-- Assignment --
Search the data below for the string "sqrtP". Extract every line that contains it.

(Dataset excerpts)
····················

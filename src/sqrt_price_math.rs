//! Sqrt price arithmetic
//!
//! Token amount deltas between two Q64.96 sqrt prices and price updates for a given amount of
//! token0 or token1, with the rounding direction fixed by the caller. Asset amounts are derived
//! from the virtual reserves `x = L / sqrt(P)` and `y = L * sqrt(P)`.
use alloy_primitives::{Sign, I256, U256};

use crate::{
    constants::{Q96, RESOLUTION, U160_MAX},
    errors::SwapMathError,
    full_math::{div, mul_div, Rounding},
    safe_math::safe_add_u256,
};

fn sort_ratios(a: U256, b: U256) -> (U256, U256) {
    if a > b {
        (b, a)
    } else {
        (a, b)
    }
}

fn check_sqrt_price(sqrt_price: U256) -> Result<U256, SwapMathError> {
    if sqrt_price > U160_MAX {
        return Err(SwapMathError::Overflow(format!("sqrt price {sqrt_price} exceeds 160 bits")));
    }
    Ok(sqrt_price)
}

fn check_step_inputs(sqrt_price: U256, liquidity: u128) -> Result<(), SwapMathError> {
    if sqrt_price.is_zero() {
        return Err(SwapMathError::InvalidInput("sqrt price is zero".to_string()));
    }
    if liquidity == 0 {
        return Err(SwapMathError::InvalidInput("liquidity is zero".to_string()));
    }
    Ok(())
}

/// Amount of token0 between two sqrt prices: `L * 2^96 * (hi - lo) / hi / lo`.
///
/// The order of `a` and `b` does not matter. Both divisions round in the same direction so the
/// result is a strict bound in that direction.
///
/// # Errors
/// `InvalidInput` if the lower sqrt price is zero.
pub fn get_amount0_delta(
    a: U256,
    b: U256,
    liquidity: u128,
    rounding: Rounding,
) -> Result<U256, SwapMathError> {
    let (sqrt_ratio_a, sqrt_ratio_b) = sort_ratios(a, b);
    if sqrt_ratio_a.is_zero() {
        return Err(SwapMathError::InvalidInput("sqrt price is zero".to_string()));
    }

    let numerator1 = U256::from(liquidity) << RESOLUTION;
    let numerator2 = sqrt_ratio_b - sqrt_ratio_a;

    div(mul_div(numerator1, numerator2, sqrt_ratio_b, rounding)?, sqrt_ratio_a, rounding)
}

/// Amount of token1 between two sqrt prices: `L * (hi - lo) / 2^96`.
pub fn get_amount1_delta(
    a: U256,
    b: U256,
    liquidity: u128,
    rounding: Rounding,
) -> Result<U256, SwapMathError> {
    let (sqrt_ratio_a, sqrt_ratio_b) = sort_ratios(a, b);
    mul_div(U256::from(liquidity), sqrt_ratio_b - sqrt_ratio_a, Q96, rounding)
}

/// Signed token0 delta for a liquidity change.
///
/// Added liquidity (positive) owes the rounded up amount to the pool, removed liquidity
/// (negative) is paid the rounded down amount.
pub fn get_amount0_delta_signed(a: U256, b: U256, liquidity: i128) -> Result<I256, SwapMathError> {
    let rounding = if liquidity < 0 { Rounding::Down } else { Rounding::Up };
    let amount = get_amount0_delta(a, b, liquidity.unsigned_abs(), rounding)?;
    to_signed(amount, liquidity < 0)
}

/// Signed token1 delta for a liquidity change. See [`get_amount0_delta_signed`].
pub fn get_amount1_delta_signed(a: U256, b: U256, liquidity: i128) -> Result<I256, SwapMathError> {
    let rounding = if liquidity < 0 { Rounding::Down } else { Rounding::Up };
    let amount = get_amount1_delta(a, b, liquidity.unsigned_abs(), rounding)?;
    to_signed(amount, liquidity < 0)
}

fn to_signed(amount: U256, negative: bool) -> Result<I256, SwapMathError> {
    let sign = if negative { Sign::Negative } else { Sign::Positive };
    I256::checked_from_sign_and_abs(sign, amount)
        .ok_or_else(|| SwapMathError::Overflow(format!("amount {amount} does not fit into I256")))
}

/// Sqrt price after `amount_in` of the input token is added to the pool.
///
/// Token0 in (`zero_for_one`) lowers the price, token1 in raises it. Both round so that the
/// price moves no further than the exact input would justify.
///
/// # Errors
/// - `InvalidInput` if `sqrt_price` or `liquidity` is zero.
/// - `Overflow` if the new price does not fit into 160 bits.
pub fn get_next_sqrt_price_from_input(
    sqrt_price: U256,
    liquidity: u128,
    amount_in: U256,
    zero_for_one: bool,
) -> Result<U256, SwapMathError> {
    check_step_inputs(sqrt_price, liquidity)?;

    if zero_for_one {
        get_next_sqrt_price_from_amount0_rounding_up(sqrt_price, liquidity, amount_in, true)
    } else {
        get_next_sqrt_price_from_amount1_rounding_down(sqrt_price, liquidity, amount_in, true)
    }
}

/// Sqrt price after `amount_out` of the output token is removed from the pool.
///
/// # Errors
/// - `InvalidInput` if `sqrt_price` or `liquidity` is zero.
/// - `InsufficientReserves` if `amount_out` reaches the virtual reserves of the output token.
/// - `Overflow` if the new price does not fit into 160 bits.
pub fn get_next_sqrt_price_from_output(
    sqrt_price: U256,
    liquidity: u128,
    amount_out: U256,
    zero_for_one: bool,
) -> Result<U256, SwapMathError> {
    check_step_inputs(sqrt_price, liquidity)?;

    if zero_for_one {
        get_next_sqrt_price_from_amount1_rounding_down(sqrt_price, liquidity, amount_out, false)
    } else {
        get_next_sqrt_price_from_amount0_rounding_up(sqrt_price, liquidity, amount_out, false)
    }
}

fn get_next_sqrt_price_from_amount0_rounding_up(
    sqrt_price: U256,
    liquidity: u128,
    amount: U256,
    add: bool,
) -> Result<U256, SwapMathError> {
    if amount.is_zero() {
        return Ok(sqrt_price);
    }
    let numerator1 = U256::from(liquidity) << RESOLUTION;

    if add {
        // liquidity * sqrtP / (liquidity + amount * sqrtP)
        if let Some(denominator) = amount
            .checked_mul(sqrt_price)
            .and_then(|product| numerator1.checked_add(product))
        {
            return mul_div(numerator1, sqrt_price, denominator, Rounding::Up);
        }
        // liquidity / (liquidity / sqrtP + amount)
        let denominator = safe_add_u256(div(numerator1, sqrt_price, Rounding::Down)?, amount)?;
        div(numerator1, denominator, Rounding::Up)
    } else {
        let product = amount
            .checked_mul(sqrt_price)
            .filter(|product| *product < numerator1)
            .ok_or_else(|| {
                SwapMathError::InsufficientReserves(format!(
                    "token0 output {amount} exceeds virtual reserves"
                ))
            })?;
        let denominator = numerator1 - product;
        check_sqrt_price(mul_div(numerator1, sqrt_price, denominator, Rounding::Up)?)
    }
}

fn get_next_sqrt_price_from_amount1_rounding_down(
    sqrt_price: U256,
    liquidity: u128,
    amount: U256,
    add: bool,
) -> Result<U256, SwapMathError> {
    let liquidity = U256::from(liquidity);
    let rounding = if add { Rounding::Down } else { Rounding::Up };
    // amounts up to 160 bits can be shifted without leaving U256
    let quotient = if amount <= U160_MAX {
        div(amount << RESOLUTION, liquidity, rounding)?
    } else {
        mul_div(amount, Q96, liquidity, rounding)?
    };

    if add {
        check_sqrt_price(safe_add_u256(sqrt_price, quotient)?)
    } else {
        if sqrt_price <= quotient {
            return Err(SwapMathError::InsufficientReserves(format!(
                "token1 output {amount} exceeds virtual reserves"
            )));
        }
        Ok(sqrt_price - quotient)
    }
}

····················

-- Your solution --
        // liquidity * sqrtP / (liquidity + amount * sqrtP)
        // liquidity / (liquidity / sqrtP + amount)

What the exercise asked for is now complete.